(Stored items)
::::::::::

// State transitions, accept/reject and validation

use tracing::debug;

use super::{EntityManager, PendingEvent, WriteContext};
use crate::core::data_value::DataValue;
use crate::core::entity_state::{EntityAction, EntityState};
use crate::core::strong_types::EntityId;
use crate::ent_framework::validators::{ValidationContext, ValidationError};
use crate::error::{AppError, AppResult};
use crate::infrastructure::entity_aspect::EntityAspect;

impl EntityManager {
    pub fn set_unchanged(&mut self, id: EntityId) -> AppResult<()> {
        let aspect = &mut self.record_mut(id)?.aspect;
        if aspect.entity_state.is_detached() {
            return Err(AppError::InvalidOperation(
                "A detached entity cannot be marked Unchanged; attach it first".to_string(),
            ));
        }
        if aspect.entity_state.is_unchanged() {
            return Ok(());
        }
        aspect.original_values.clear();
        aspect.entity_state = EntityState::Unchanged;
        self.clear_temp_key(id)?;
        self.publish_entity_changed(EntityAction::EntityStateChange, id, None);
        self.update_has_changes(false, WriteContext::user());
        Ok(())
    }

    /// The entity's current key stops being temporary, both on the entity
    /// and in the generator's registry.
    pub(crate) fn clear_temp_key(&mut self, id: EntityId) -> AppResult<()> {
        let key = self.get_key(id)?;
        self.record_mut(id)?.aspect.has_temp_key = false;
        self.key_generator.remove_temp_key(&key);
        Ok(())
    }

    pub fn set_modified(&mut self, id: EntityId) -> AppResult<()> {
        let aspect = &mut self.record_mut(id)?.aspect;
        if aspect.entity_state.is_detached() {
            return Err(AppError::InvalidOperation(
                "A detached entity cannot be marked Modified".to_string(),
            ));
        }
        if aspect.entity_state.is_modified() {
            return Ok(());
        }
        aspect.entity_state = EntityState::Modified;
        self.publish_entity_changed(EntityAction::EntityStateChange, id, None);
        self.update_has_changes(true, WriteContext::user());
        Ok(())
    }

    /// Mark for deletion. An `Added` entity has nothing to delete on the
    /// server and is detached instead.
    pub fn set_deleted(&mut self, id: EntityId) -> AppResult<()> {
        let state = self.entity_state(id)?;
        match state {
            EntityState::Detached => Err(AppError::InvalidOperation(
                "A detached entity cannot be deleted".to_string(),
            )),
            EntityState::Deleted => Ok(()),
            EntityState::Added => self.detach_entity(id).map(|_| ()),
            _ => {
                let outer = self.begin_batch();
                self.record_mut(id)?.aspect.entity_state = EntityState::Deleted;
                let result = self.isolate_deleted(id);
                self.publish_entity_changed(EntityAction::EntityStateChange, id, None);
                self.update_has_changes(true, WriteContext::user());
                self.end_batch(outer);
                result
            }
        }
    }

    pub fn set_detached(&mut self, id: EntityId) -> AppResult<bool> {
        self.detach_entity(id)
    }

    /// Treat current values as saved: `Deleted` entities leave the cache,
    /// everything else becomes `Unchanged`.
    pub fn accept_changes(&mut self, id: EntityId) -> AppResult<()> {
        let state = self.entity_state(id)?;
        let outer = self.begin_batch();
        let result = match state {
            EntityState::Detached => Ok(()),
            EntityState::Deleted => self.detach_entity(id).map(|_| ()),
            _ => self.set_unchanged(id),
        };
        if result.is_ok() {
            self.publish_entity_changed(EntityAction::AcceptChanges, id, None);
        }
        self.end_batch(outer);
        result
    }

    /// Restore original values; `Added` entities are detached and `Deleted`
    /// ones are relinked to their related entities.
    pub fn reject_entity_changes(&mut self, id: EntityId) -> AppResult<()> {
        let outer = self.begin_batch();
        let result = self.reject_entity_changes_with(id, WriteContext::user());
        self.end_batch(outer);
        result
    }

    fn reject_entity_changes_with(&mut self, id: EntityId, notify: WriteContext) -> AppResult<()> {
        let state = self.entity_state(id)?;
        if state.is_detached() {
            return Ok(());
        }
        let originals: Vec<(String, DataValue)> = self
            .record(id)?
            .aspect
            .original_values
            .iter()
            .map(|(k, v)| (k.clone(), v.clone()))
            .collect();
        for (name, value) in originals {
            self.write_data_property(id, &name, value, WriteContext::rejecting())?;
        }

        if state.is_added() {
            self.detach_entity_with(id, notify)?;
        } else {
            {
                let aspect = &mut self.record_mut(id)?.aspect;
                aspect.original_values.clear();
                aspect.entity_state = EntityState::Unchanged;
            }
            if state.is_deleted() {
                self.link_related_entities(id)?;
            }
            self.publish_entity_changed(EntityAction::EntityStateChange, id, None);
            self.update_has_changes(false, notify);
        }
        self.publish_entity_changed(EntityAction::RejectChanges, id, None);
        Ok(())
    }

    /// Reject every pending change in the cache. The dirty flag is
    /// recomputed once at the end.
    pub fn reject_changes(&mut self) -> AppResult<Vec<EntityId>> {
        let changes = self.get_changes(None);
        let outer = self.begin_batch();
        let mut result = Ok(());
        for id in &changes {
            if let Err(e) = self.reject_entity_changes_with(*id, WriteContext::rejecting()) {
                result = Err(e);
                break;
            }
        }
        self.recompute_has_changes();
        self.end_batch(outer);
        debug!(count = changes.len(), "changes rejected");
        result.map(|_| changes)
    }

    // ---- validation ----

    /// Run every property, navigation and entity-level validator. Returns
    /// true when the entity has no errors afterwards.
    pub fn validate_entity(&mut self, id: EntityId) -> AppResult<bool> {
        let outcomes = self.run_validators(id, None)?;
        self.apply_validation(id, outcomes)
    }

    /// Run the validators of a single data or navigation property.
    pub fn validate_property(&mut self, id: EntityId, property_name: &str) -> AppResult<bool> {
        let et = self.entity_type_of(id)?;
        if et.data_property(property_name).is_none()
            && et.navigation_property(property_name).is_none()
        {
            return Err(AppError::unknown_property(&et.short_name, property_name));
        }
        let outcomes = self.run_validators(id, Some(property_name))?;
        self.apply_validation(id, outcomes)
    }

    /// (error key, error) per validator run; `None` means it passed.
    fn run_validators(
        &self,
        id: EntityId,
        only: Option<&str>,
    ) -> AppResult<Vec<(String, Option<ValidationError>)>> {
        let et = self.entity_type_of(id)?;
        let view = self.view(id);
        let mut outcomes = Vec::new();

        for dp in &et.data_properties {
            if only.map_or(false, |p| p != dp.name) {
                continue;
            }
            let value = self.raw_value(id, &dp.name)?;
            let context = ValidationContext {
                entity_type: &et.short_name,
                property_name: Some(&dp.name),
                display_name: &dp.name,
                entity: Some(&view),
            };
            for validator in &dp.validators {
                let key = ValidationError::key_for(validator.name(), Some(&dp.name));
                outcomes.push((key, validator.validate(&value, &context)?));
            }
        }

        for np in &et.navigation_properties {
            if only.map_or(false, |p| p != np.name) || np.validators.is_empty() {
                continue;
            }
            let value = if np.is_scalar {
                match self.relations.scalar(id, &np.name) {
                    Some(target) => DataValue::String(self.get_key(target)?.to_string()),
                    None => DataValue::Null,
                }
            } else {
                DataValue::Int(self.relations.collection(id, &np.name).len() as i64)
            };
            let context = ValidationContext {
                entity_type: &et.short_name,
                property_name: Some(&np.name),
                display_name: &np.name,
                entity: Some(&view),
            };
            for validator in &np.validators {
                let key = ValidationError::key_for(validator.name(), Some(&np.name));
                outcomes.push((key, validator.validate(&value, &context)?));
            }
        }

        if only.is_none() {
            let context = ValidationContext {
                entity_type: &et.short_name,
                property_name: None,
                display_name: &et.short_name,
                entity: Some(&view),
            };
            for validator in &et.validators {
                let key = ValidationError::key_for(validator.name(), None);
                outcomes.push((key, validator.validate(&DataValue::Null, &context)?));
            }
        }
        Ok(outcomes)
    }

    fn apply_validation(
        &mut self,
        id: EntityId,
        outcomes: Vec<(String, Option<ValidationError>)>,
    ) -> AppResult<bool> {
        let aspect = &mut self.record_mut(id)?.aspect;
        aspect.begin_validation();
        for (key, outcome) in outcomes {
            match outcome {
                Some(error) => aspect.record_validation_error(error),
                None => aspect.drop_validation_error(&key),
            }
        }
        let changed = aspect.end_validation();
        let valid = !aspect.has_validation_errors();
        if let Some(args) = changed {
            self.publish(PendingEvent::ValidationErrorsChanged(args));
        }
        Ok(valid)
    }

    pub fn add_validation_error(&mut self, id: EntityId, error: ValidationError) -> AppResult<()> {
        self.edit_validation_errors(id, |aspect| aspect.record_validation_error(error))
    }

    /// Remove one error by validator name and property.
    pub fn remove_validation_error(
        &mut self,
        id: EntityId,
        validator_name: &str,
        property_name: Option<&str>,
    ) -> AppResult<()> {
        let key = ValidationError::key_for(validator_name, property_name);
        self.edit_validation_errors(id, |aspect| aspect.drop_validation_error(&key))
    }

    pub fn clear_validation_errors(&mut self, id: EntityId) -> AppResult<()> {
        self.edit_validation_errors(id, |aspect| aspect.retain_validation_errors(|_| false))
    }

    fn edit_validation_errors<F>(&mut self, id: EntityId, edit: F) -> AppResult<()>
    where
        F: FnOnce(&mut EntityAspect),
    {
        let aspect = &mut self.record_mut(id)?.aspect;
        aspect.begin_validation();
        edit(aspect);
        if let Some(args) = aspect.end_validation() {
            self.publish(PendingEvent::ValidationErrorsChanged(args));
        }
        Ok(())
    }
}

::::::::::

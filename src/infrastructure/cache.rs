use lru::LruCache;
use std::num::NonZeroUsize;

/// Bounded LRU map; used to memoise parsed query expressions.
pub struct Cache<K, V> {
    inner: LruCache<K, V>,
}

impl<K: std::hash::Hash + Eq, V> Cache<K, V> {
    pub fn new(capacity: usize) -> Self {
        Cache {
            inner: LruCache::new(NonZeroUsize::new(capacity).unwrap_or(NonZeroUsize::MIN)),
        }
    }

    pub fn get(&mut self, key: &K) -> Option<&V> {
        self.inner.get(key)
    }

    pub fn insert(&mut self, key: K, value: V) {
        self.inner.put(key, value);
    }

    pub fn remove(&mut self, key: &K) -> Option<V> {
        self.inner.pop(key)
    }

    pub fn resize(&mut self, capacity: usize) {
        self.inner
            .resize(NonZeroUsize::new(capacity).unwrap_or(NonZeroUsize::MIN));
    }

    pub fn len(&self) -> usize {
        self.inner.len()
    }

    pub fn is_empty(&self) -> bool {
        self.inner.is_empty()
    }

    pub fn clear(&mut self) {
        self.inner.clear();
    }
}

::::::::::

**Assigned task:**
Each line in the records that carries "AppError" must be copied out.

**Answer to this exercise:**
use crate::error::{AppError, AppResult};
            return Err(AppError::InvalidOperation(
            return Err(AppError::InvalidOperation(
            EntityState::Detached => Err(AppError::InvalidOperation(
            return Err(AppError::unknown_property(&et.short_name, property_name));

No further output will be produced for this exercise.